Problem to solve
A single figure is required: the number of lines in the data below that hold the word "ObjectKind".

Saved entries
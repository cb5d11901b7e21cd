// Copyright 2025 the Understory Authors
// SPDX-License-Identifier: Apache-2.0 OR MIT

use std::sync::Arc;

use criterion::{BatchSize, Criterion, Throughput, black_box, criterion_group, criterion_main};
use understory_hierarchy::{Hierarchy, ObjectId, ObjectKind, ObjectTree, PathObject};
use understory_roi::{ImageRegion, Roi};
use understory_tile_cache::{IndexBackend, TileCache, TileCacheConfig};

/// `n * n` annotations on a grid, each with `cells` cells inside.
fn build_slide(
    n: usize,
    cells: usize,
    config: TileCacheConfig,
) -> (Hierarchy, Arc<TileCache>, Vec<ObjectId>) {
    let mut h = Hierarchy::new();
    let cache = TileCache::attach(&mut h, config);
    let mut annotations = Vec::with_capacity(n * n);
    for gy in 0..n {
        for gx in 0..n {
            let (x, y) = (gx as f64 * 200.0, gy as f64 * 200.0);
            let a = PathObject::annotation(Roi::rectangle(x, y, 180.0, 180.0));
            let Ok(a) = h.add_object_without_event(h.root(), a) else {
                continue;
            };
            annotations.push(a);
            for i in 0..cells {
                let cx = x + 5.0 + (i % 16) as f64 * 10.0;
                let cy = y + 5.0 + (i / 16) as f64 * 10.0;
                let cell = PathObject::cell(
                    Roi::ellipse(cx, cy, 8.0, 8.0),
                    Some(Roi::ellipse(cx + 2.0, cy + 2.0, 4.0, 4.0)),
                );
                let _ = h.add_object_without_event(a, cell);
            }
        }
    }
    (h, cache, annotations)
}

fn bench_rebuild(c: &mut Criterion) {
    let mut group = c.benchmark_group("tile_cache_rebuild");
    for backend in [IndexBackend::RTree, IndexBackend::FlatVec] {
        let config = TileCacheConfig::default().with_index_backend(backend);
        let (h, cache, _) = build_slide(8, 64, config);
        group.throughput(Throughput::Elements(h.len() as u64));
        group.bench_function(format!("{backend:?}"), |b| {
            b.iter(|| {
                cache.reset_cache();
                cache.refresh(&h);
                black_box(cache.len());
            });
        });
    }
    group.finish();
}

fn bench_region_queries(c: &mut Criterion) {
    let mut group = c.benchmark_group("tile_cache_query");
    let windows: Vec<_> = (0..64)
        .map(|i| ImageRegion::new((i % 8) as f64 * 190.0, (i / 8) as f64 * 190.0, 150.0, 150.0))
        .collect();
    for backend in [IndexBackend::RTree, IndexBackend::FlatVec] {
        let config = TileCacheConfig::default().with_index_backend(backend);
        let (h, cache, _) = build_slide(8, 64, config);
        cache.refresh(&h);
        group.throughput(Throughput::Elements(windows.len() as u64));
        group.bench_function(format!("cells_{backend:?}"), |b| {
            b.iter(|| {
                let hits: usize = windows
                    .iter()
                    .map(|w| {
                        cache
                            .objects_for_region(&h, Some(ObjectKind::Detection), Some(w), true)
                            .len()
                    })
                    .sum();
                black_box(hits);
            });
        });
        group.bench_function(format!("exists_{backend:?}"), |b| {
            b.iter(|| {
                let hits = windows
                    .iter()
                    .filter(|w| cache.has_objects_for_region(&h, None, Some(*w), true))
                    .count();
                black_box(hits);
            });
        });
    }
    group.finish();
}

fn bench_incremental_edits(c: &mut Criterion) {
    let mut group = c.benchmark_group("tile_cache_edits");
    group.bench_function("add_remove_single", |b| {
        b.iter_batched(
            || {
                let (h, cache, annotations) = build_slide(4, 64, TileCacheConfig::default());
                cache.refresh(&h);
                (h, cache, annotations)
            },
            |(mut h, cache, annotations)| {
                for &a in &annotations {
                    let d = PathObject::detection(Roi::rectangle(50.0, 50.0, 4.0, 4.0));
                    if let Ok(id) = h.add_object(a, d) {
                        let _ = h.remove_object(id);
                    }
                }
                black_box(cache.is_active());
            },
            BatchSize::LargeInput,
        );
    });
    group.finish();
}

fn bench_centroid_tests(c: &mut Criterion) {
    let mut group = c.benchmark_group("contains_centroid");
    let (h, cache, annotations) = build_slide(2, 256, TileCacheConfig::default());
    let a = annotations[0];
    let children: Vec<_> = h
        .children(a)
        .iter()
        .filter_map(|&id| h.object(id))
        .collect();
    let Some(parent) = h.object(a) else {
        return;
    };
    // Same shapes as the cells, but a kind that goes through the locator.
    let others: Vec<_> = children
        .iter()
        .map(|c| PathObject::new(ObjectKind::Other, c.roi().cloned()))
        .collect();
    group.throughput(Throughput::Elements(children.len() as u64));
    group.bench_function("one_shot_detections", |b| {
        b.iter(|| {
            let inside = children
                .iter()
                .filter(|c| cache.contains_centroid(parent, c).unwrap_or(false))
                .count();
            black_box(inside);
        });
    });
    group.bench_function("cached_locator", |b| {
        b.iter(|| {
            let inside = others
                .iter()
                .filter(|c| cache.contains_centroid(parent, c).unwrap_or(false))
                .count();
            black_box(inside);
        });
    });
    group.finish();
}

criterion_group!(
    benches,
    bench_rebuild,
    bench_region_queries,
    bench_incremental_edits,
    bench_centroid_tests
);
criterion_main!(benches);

* * *

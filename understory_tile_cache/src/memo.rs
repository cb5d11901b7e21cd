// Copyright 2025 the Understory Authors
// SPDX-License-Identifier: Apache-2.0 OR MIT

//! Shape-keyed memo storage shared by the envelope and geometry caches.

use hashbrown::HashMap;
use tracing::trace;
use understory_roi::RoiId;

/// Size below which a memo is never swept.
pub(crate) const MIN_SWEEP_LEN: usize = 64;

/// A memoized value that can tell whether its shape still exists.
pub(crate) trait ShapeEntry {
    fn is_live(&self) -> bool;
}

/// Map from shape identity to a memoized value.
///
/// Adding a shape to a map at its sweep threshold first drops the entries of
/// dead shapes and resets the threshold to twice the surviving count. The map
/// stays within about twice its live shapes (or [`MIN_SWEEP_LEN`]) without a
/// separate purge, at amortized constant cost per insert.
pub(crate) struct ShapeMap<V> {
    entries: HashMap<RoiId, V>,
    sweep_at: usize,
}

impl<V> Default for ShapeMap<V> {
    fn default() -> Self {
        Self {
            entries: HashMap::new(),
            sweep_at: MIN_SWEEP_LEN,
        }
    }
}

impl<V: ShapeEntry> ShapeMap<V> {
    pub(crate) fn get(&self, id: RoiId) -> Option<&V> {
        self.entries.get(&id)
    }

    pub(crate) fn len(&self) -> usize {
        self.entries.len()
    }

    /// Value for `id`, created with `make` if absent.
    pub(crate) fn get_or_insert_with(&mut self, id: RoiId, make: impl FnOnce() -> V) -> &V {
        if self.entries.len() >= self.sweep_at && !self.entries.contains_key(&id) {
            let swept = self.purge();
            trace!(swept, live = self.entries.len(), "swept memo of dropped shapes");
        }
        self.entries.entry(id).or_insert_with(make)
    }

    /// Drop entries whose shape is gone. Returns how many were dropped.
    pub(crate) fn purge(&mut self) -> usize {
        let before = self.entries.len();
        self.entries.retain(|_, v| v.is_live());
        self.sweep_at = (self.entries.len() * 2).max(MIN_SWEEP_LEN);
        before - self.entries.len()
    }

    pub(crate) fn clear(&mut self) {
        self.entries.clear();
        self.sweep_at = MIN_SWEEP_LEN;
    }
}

Result of this exercise
3